◆ **WHAT IS REQUIRED**
Using the records below, write out again exactly the lines that begin at the line containing "check_point(t, x)?;" and end at the line containing "let surface: &dyn", and no other lines.

*** Block opens ***

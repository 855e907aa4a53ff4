//! Forward curve trait definition.

use crate::market_data::error::MarketDataError;
use num_traits::Float;

/// Forward price curve `F(t)` of the underlying.
///
/// # Contract
///
/// - `forward(t)` is pure and total on `t >= 0`
/// - `forward(t) > 0` for every valid `t`
/// - negative `t` fails with `MarketDataError::InvalidMaturity`
///
/// Bump-and-revise Greeks never mutate a curve; they ask for a new one through
/// [`with_fractional_shift`](ForwardCurve::with_fractional_shift).
///
/// # Example
///
/// ```
/// use pricer_core::market_data::curves::{ForwardCurve, FlatForwardCurve};
///
/// let curve = FlatForwardCurve::new(100.0_f64).unwrap();
/// let up = curve.with_fractional_shift(0.01).unwrap();
///
/// assert!((up.forward(1.0).unwrap() - 101.0).abs() < 1e-12);
/// assert_eq!(curve.forward(1.0).unwrap(), 100.0);
/// ```
pub trait ForwardCurve<T: Float> {
    /// Forward price for delivery at time `t`.
    ///
    /// # Errors
    ///
    /// * `MarketDataError::InvalidMaturity` - If `t < 0`
    fn forward(&self, t: T) -> Result<T, MarketDataError>;

    /// A new curve equal to `F(t)·(1 + shift)` for every `t`.
    ///
    /// # Errors
    ///
    /// * `MarketDataError::InvalidShift` - If `shift <= -1` or not finite
    fn with_fractional_shift(&self, shift: T) -> Result<Self, MarketDataError>
    where
        Self: Sized;
}

/// Reject negative times.
#[inline]
pub(crate) fn check_time<T: Float>(t: T) -> Result<(), MarketDataError> {
    if t < T::zero() || t.is_nan() {
        return Err(MarketDataError::InvalidMaturity {
            t: t.to_f64().unwrap_or(f64::NAN),
        });
    }
    Ok(())
}

/// Validate a fractional shift and return the multiplier `1 + shift`.
#[inline]
pub(crate) fn shift_factor<T: Float>(shift: T) -> Result<T, MarketDataError> {
    if !shift.is_finite() || shift <= -T::one() {
        return Err(MarketDataError::InvalidShift {
            shift: shift.to_f64().unwrap_or(f64::NAN),
        });
    }
    Ok(T::one() + shift)
}

/// Validate a forward level.
#[inline]
pub(crate) fn check_forward<T: Float>(forward: T) -> Result<(), MarketDataError> {
    if !forward.is_finite() || forward <= T::zero() {
        return Err(MarketDataError::InvalidForward {
            forward: forward.to_f64().unwrap_or(f64::NAN),
        });
    }
    Ok(())
}

#[cfg(test)]
mod tests {
    use super::*;

    #[test]
    fn test_check_time() {
        assert!(check_time(0.0).is_ok());
        assert!(check_time(2.5).is_ok());
        match check_time(-0.1).unwrap_err() {
            MarketDataError::InvalidMaturity { t } => assert_eq!(t, -0.1),
            _ => panic!("Expected InvalidMaturity error"),
        }
        assert!(check_time(f64::NAN).is_err());
    }

    #[test]
    fn test_shift_factor() {
        assert_eq!(shift_factor(0.01).unwrap(), 1.01);
        assert_eq!(shift_factor(-0.5).unwrap(), 0.5);
        assert!(matches!(
            shift_factor(-1.0),
            Err(MarketDataError::InvalidShift { .. })
        ));
        assert!(shift_factor(f64::INFINITY).is_err());
    }

    #[test]
    fn test_check_forward() {
        assert!(check_forward(100.0).is_ok());
        assert!(check_forward(0.0).is_err());
        assert!(check_forward(f64::NAN).is_err());
    }
}
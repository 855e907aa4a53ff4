//! Forward (Dupire) solve: one grid yields the whole smile.
//!
//! In moneyness `m = K / F(T)` the normalised call price `c = C / F(T)`
//! satisfies
//!
//! ```text
//! ∂c/∂T = ½ σ_m(T, m)² m² ∂²c/∂m²,    c(0, m) = max(1 - m, 0)
//! ```
//!
//! and likewise for puts with `max(m - 1, 0)`. Prices follow as `F(T)·c(T, m)`.

use pricer_core::market_data::{
    to_moneyness_surface, ForwardCurve, LocalVolatilitySurface, SurfaceCoordinate,
};
use pricer_models::instruments::EuropeanVanillaOption;
use tracing::debug;

use super::boundary::BoundaryConditionSelector;
use super::coefficients::ForwardLocalVolCoefficients;
use super::config::PdeConfig;
use super::error::PdeError;
use super::grid::{GridAxis, TerminalGrid};
use super::mesh::{Direction, MeshPlanner};
use super::theta::ThetaMethodSolver;

/// Solves the forward equation on a moneyness grid.
///
/// # Examples
///
/// ```rust
/// use pricer_core::market_data::{FlatForwardCurve, FlatLocalVol};
/// use pricer_models::instruments::EuropeanVanillaOption;
/// use pricer_pricing::pde::{ForwardPdeSolver, GridAxis, PdeConfig};
///
/// let surface = FlatLocalVol::strike(0.2).unwrap();
/// let curve = FlatForwardCurve::new(100.0).unwrap();
/// let option = EuropeanVanillaOption::call(100.0, 1.0).unwrap();
///
/// let grid = ForwardPdeSolver::new(PdeConfig::default())
///     .solve(&surface, &curve, &option)
///     .unwrap();
///
/// assert_eq!(grid.axis(), GridAxis::Moneyness);
/// assert_eq!(grid.domain(), (0.0, 3.5));
/// ```
#[derive(Clone, Debug)]
pub struct ForwardPdeSolver {
    config: PdeConfig,
    planner: MeshPlanner,
    stepper: ThetaMethodSolver,
}

impl ForwardPdeSolver {
    /// Creates a solver from the engine configuration.
    pub fn new(config: PdeConfig) -> Self {
        Self {
            planner: MeshPlanner::new(&config),
            stepper: ThetaMethodSolver::from_config(&config),
            config,
        }
    }

    /// Engine configuration.
    #[inline]
    pub fn config(&self) -> &PdeConfig {
        &self.config
    }

    /// Solves for `option`'s expiry and payoff type.
    ///
    /// A strike surface is viewed in moneyness through `curve`; the grid is
    /// independent of the option's strike.
    ///
    /// # Errors
    ///
    /// - `PdeError::Config` if the expiry is not positive
    /// - `PdeError::MarketData` if the curve or surface cannot be read
    /// - `PdeError::SingularSystem` / `PdeError::NonFinite` if the solve fails
    pub fn solve<S, C>(
        &self,
        surface: &S,
        curve: &C,
        option: &EuropeanVanillaOption<f64>,
    ) -> Result<TerminalGrid, PdeError>
    where
        S: LocalVolatilitySurface<f64> + ?Sized,
        C: ForwardCurve<f64>,
    {
        match surface.coordinate() {
            SurfaceCoordinate::Strike => {
                let moneyness = to_moneyness_surface(surface, curve)?;
                self.solve_moneyness(&moneyness, curve, option)
            }
            SurfaceCoordinate::Moneyness => self.solve_moneyness(surface, curve, option),
        }
    }

    fn solve_moneyness<S, C>(
        &self,
        surface: &S,
        curve: &C,
        option: &EuropeanVanillaOption<f64>,
    ) -> Result<TerminalGrid, PdeError>
    where
        S: LocalVolatilitySurface<f64> + ?Sized,
        C: ForwardCurve<f64>,
    {
        let expiry = option.time_to_expiry();
        let forward = curve.forward(expiry)?;

        let upper = self.planner.space_upper(Direction::Forward, forward);
        let space = self.planner.space_mesh(upper, 1.0)?;
        let times = self.planner.time_mesh(expiry, Direction::Forward)?;
        let initial: Vec<f64> = space.iter().map(|&m| option.normalised_payoff(m)).collect();
        let (lower_bc, upper_bc) = BoundaryConditionSelector::select(option, Direction::Forward);

        debug!(
            direction = "forward",
            nodes = space.len(),
            steps = times.len() - 1,
            expiry,
            forward,
            is_call = option.is_call(),
            "solving PDE"
        );

        let coefficients = ForwardLocalVolCoefficients::new(surface);
        let values = self
            .stepper
            .solve(&coefficients, &space, &times, initial, lower_bc, upper_bc)?;
        TerminalGrid::new(space, values, forward, expiry, GridAxis::Moneyness)
    }
}

#[cfg(test)]
mod tests {
    use super::*;
    use approx::assert_relative_eq;
    use pricer_core::market_data::{FlatForwardCurve, FlatLocalVol};
    use pricer_models::analytical::Black76;

    fn flat_market() -> (FlatLocalVol<f64>, FlatForwardCurve<f64>) {
        (
            FlatLocalVol::strike(0.2).unwrap(),
            FlatForwardCurve::new(100.0).unwrap(),
        )
    }

    #[test]
    fn test_call_boundary_limits() {
        let (surface, curve) = flat_market();
        let option = EuropeanVanillaOption::call(100.0, 1.0).unwrap();
        let grid = ForwardPdeSolver::new(PdeConfig::default())
            .solve(&surface, &curve, &option)
            .unwrap();

        let values = grid.values();
        assert_eq!(values[0], 1.0);
        assert_eq!(values[values.len() - 1], 0.0);
        assert_eq!(grid.nodes()[grid.len() - 1], 3.5);
        assert_eq!(grid.forward(), 100.0);
    }

    #[test]
    fn test_put_boundary_limits() {
        let (surface, curve) = flat_market();
        let option = EuropeanVanillaOption::put(100.0, 1.0).unwrap();
        let grid = ForwardPdeSolver::new(PdeConfig::default())
            .solve(&surface, &curve, &option)
            .unwrap();

        assert_eq!(grid.values()[0], 0.0);
        let n = grid.len();
        let slope = (grid.values()[n - 1] - grid.values()[n - 2])
            / (grid.nodes()[n - 1] - grid.nodes()[n - 2]);
        assert_relative_eq!(slope, 1.0, epsilon = 1e-10);
    }

    /// Coarse anchor on the default 100x100 mesh. The 1e-3 absolute anchor
    /// needs an 800x400 mesh and lives in `tests/local_vol_pricing.rs`.
    #[test]
    fn test_flat_surface_matches_black_at_the_money() {
        let (surface, curve) = flat_market();
        let option = EuropeanVanillaOption::call(100.0, 1.0).unwrap();
        let grid = ForwardPdeSolver::new(PdeConfig::default())
            .solve(&surface, &curve, &option)
            .unwrap();

        let atm = grid.nodes().iter().position(|&m| m == 1.0).unwrap();
        let price = grid.forward() * grid.values()[atm];
        let black = Black76::new(100.0, 0.2).unwrap().price(100.0, 1.0, true);
        assert_relative_eq!(price, black, epsilon = 1e-2);
    }

    #[test]
    fn test_zero_expiry_is_rejected() {
        let (surface, curve) = flat_market();
        let option = EuropeanVanillaOption::call(100.0, 0.0).unwrap();
        let result = ForwardPdeSolver::new(PdeConfig::default()).solve(&surface, &curve, &option);
        assert!(matches!(result, Err(PdeError::Config(_))));
    }
}
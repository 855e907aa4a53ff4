//! Local volatility surfaces.
//!
//! This module provides:
//! - [`LocalVolatilitySurface`]: Generic trait for `σ(t, x)` lookup
//! - [`SurfaceCoordinate`]: Whether `x` is a strike or a moneyness
//! - [`FlatLocalVol`]: Constant volatility
//! - [`GridLocalVol`]: Bilinear grid surface with flat extrapolation
//! - [`FunctionalLocalVol`]: Closure-backed parametric surface
//! - [`ShiftedLocalVol`]: Parallel volatility shift of another surface
//! - [`to_moneyness_surface`] / [`to_strike_surface`]: Coordinate converters

mod converter;
mod flat;
mod functional;
mod interpolated;
mod shifted;
mod traits;

pub use converter::{to_moneyness_surface, to_strike_surface, MoneynessSurface, StrikeSurface};
pub use flat::FlatLocalVol;
pub use functional::FunctionalLocalVol;
pub use interpolated::GridLocalVol;
pub use shifted::ShiftedLocalVol;
pub use traits::{LocalVolatilitySurface, SurfaceCoordinate};
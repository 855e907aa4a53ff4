//! Local volatility surface trait definition.

use crate::market_data::error::MarketDataError;
use num_traits::Float;
use std::fmt;

/// Second coordinate of a local volatility surface.
///
/// A surface is either a function of `(t, K)` with `K` an absolute strike, or
/// of `(t, m)` with `m = K / F(t)` the forward moneyness.
#[derive(Debug, Clone, Copy, PartialEq, Eq, Hash)]
#[cfg_attr(feature = "serde", derive(serde::Serialize, serde::Deserialize))]
#[cfg_attr(feature = "serde", serde(rename_all = "lowercase"))]
pub enum SurfaceCoordinate {
    /// Absolute strike `K`.
    Strike,
    /// Forward moneyness `K / F(t)`.
    Moneyness,
}

impl fmt::Display for SurfaceCoordinate {
    fn fmt(&self, f: &mut fmt::Formatter<'_>) -> fmt::Result {
        match self {
            SurfaceCoordinate::Strike => write!(f, "strike"),
            SurfaceCoordinate::Moneyness => write!(f, "moneyness"),
        }
    }
}

/// Local volatility `σ(t, x)` of the underlying.
///
/// # Contract
///
/// - `volatility(t, x)` returns a non-negative, finite volatility for every
///   `t >= 0` and `x >= 0`
/// - `coordinate()` declares whether `x` is a strike or a moneyness
///
/// Implementations are immutable; shifted or converted surfaces are new
/// values wrapping the original.
///
/// # Example
///
/// ```
/// use pricer_core::market_data::surfaces::{
///     FlatLocalVol, LocalVolatilitySurface, SurfaceCoordinate,
/// };
///
/// let surface = FlatLocalVol::strike(0.20_f64).unwrap();
/// assert_eq!(surface.volatility(1.0, 100.0).unwrap(), 0.20);
/// assert_eq!(surface.coordinate(), SurfaceCoordinate::Strike);
/// ```
pub trait LocalVolatilitySurface<T: Float> {
    /// Local volatility at time `t` and coordinate `x`.
    ///
    /// # Errors
    ///
    /// * `MarketDataError::InvalidMaturity` - If `t < 0`
    /// * `MarketDataError::InvalidStrike` - If `x < 0`
    fn volatility(&self, t: T, x: T) -> Result<T, MarketDataError>;

    /// Coordinate in which `x` is expressed.
    fn coordinate(&self) -> SurfaceCoordinate;
}

impl<T: Float, S: LocalVolatilitySurface<T> + ?Sized> LocalVolatilitySurface<T> for &S {
    #[inline]
    fn volatility(&self, t: T, x: T) -> Result<T, MarketDataError> {
        (**self).volatility(t, x)
    }

    #[inline]
    fn coordinate(&self) -> SurfaceCoordinate {
        (**self).coordinate()
    }
}

/// Reject negative time or coordinate.
#[inline]
pub(crate) fn check_point<T: Float>(t: T, x: T) -> Result<(), MarketDataError> {
    if t < T::zero() || t.is_nan() {
        return Err(MarketDataError::InvalidMaturity {
            t: t.to_f64().unwrap_or(f64::NAN),
        });
    }
    if x < T::zero() || x.is_nan() {
        return Err(MarketDataError::InvalidStrike {
            strike: x.to_f64().unwrap_or(f64::NAN),
        });
    }
    Ok(())
}

/// Reject negative or non-finite volatilities.
#[inline]
pub(crate) fn check_volatility<T: Float>(sigma: T) -> Result<T, MarketDataError> {
    if !sigma.is_finite() || sigma < T::zero() {
        return Err(MarketDataError::InvalidVolatility {
            volatility: sigma.to_f64().unwrap_or(f64::NAN),
        });
    }
    Ok(sigma)
}

#[cfg(test)]
mod tests {
    use super::*;

    struct SkewSurface;

    impl LocalVolatilitySurface<f64> for SkewSurface {
        fn volatility(&self, t: f64, x: f64) -> Result<f64, MarketDataError> {
            check_point(t, x)?;
            Ok(0.2 + 0.1 * (1.0 - x))
        }

        fn coordinate(&self) -> SurfaceCoordinate {
            SurfaceCoordinate::Moneyness
        }
    }

    #[test]
    fn test_reference_forwards_to_surface() {
        let surface = SkewSurface;
        let by_ref = &surface;
        assert_eq!(by_ref.volatility(1.0, 0.5).unwrap(), 0.25);
        assert_eq!(by_ref.coordinate(), SurfaceCoordinate::Moneyness);
    }

    #[test]
    fn test_trait_object() {
        let surface: &dyn LocalVolatilitySurface<f64> = &SkewSurface;
        assert_eq!(surface.volatility(0.0, 1.0).unwrap(), 0.2);
    }

    #[test]
    fn test_check_point() {
        assert!(check_point(0.0, 0.0).is_ok());
        assert!(matches!(
            check_point(-1.0, 1.0),
            Err(MarketDataError::InvalidMaturity { .. })
        ));
        assert!(matches!(
            check_point(1.0, -1.0),
            Err(MarketDataError::InvalidStrike { .. })
        ));
    }

    #[test]
    fn test_check_volatility() {
        assert_eq!(check_volatility(0.0).unwrap(), 0.0);
        assert!(check_volatility(-0.01).is_err());
        assert!(check_volatility(f64::INFINITY).is_err());
    }

    #[test]
    fn test_coordinate_display() {
        assert_eq!(SurfaceCoordinate::Strike.to_string(), "strike");
        assert_eq!(SurfaceCoordinate::Moneyness.to_string(), "moneyness");
    }
}
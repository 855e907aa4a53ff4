//! # Smile Demo
//!
//! Prices a local volatility Greek smile from a TOML description of the
//! forward curve, the surface and the option shape.
//!
//! ## Features
//!
//! - **Forward method**: One Dupire solve, Greeks resolved at each strike
//! - **Backward method**: One backward solve set per strike
//! - **Output**: Aligned table or JSON

pub mod config;
pub mod error;
pub mod smile;

/// Prelude module for convenient imports
pub mod prelude {
    pub use crate::config::{Method, OptionType, SmileConfig, SurfaceConfig};
    pub use crate::error::SmileError;
    pub use crate::smile::{run, OutputFormat, SmileReport, SmileRow};
}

*** Block closes ***

◆ **RESPONSE TO THIS EXERCISE**
            check_point(t, x)?;
            Ok(0.2 + 0.1 * (1.0 - x))
        }

        fn coordinate(&self) -> SurfaceCoordinate {
            SurfaceCoordinate::Moneyness
        }
    }

    #[test]
    fn test_reference_forwards_to_surface() {
        let surface = SkewSurface;
        let by_ref = &surface;
        assert_eq!(by_ref.volatility(1.0, 0.5).unwrap(), 0.25);
        assert_eq!(by_ref.coordinate(), SurfaceCoordinate::Moneyness);
    }

    #[test]
    fn test_trait_object() {
        let surface: &dyn LocalVolatilitySurface<f64> = &SkewSurface;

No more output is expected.